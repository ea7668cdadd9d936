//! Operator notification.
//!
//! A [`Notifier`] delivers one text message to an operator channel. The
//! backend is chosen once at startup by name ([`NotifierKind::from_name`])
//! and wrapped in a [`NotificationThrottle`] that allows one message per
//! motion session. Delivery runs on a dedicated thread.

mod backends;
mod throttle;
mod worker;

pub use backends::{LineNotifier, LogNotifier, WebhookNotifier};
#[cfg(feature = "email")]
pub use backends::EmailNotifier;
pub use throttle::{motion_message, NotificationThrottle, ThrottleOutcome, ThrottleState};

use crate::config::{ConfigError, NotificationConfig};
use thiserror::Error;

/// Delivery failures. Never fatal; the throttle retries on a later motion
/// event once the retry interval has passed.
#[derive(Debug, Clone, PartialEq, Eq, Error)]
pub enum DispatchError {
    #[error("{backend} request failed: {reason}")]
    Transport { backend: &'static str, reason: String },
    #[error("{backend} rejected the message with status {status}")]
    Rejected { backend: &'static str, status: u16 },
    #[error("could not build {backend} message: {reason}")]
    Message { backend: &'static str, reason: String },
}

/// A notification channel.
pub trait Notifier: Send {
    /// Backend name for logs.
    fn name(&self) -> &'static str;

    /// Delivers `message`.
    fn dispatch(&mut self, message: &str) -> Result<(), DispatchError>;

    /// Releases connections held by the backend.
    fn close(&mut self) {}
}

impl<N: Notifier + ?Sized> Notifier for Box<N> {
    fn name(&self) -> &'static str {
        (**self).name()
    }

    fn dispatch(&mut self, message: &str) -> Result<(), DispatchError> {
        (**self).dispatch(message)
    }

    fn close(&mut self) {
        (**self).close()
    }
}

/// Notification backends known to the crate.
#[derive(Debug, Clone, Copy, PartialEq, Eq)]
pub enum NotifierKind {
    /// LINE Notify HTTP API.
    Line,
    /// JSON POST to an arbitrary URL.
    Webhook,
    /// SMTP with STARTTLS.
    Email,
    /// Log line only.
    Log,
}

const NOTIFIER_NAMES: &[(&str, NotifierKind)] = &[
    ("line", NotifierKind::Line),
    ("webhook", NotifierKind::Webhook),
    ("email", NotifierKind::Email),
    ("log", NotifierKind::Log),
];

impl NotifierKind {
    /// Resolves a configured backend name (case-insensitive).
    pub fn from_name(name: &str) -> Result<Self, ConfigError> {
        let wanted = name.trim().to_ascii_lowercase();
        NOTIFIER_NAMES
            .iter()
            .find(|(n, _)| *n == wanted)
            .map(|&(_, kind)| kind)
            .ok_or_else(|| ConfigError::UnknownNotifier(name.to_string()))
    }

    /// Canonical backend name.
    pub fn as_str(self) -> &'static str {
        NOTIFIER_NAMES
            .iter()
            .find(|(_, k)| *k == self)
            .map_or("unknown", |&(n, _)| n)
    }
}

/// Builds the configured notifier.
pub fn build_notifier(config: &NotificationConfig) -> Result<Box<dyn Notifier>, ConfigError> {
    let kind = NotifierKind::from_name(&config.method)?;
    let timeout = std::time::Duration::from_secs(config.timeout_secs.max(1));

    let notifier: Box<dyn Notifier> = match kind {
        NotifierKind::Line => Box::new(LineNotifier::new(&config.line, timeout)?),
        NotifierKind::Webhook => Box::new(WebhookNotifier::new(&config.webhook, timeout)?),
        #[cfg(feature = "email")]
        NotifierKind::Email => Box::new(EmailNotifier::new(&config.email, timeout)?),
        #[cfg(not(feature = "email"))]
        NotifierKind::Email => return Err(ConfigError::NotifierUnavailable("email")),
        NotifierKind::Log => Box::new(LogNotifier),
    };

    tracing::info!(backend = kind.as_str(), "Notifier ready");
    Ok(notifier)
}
══════════
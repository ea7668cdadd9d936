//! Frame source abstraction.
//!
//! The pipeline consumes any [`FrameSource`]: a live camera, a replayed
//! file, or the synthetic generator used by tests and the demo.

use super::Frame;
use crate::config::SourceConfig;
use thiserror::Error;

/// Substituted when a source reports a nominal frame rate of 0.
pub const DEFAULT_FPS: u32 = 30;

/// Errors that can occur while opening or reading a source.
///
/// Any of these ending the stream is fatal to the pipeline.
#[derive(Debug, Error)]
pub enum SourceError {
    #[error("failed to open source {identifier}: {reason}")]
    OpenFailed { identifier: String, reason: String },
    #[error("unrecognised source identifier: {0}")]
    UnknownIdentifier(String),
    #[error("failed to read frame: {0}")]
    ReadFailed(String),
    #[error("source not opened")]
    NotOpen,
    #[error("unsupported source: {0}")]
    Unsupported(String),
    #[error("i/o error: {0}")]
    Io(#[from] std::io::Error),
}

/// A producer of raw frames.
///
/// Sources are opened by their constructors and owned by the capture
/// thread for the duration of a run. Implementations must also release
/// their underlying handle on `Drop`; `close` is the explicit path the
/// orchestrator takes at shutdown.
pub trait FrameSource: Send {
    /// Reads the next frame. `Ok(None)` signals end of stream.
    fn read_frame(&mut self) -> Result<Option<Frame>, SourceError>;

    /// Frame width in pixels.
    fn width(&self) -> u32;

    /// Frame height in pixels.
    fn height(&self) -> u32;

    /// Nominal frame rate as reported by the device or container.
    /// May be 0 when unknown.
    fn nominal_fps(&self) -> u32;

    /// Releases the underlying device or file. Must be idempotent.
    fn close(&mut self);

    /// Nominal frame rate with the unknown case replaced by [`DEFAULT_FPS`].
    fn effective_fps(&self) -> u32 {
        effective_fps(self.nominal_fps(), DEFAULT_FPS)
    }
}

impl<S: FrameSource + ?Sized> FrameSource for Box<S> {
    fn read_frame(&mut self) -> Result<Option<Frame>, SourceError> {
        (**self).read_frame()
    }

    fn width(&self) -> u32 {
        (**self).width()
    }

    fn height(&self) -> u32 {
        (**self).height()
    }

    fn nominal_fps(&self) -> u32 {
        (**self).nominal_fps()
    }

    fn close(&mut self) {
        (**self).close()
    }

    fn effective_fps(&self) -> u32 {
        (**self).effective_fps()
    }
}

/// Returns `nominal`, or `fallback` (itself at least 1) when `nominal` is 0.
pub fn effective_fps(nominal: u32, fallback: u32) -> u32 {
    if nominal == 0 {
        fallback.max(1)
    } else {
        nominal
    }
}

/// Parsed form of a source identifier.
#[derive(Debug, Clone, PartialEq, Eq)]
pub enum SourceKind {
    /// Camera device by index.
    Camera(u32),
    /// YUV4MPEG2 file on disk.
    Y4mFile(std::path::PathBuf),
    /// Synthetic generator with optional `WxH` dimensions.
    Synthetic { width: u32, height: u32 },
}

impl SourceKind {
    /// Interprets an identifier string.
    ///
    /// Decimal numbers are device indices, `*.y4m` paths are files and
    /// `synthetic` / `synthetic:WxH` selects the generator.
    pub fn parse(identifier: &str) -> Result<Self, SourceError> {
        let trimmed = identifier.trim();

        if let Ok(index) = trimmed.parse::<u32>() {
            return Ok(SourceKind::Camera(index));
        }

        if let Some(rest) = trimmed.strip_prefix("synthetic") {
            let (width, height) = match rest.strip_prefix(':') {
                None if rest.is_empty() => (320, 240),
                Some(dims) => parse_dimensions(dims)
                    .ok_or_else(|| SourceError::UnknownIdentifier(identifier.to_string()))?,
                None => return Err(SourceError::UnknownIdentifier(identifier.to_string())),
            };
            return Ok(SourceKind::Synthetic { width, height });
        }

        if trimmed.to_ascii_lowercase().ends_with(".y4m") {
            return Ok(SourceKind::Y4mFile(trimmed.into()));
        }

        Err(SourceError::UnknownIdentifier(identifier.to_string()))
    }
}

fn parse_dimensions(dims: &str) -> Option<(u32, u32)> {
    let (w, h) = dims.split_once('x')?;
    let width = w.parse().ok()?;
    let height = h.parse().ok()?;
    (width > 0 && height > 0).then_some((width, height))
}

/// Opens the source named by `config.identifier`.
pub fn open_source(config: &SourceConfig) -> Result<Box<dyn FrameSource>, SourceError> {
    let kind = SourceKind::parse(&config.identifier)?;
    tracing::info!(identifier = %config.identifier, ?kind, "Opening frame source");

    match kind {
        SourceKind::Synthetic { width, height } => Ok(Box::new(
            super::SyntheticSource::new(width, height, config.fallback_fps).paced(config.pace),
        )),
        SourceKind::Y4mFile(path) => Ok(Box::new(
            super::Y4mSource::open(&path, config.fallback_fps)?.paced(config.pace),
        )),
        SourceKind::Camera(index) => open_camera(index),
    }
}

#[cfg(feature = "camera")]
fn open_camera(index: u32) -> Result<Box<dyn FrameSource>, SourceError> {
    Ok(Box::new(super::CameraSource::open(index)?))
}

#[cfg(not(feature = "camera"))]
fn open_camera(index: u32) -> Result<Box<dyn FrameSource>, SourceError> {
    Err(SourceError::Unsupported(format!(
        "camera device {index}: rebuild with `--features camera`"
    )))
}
══════════
Extract every line from the records above that contains the word "Releases".

- Solution below -
    /// Releases connections held by the backend.
    /// Releases the underlying device or file. Must be idempotent.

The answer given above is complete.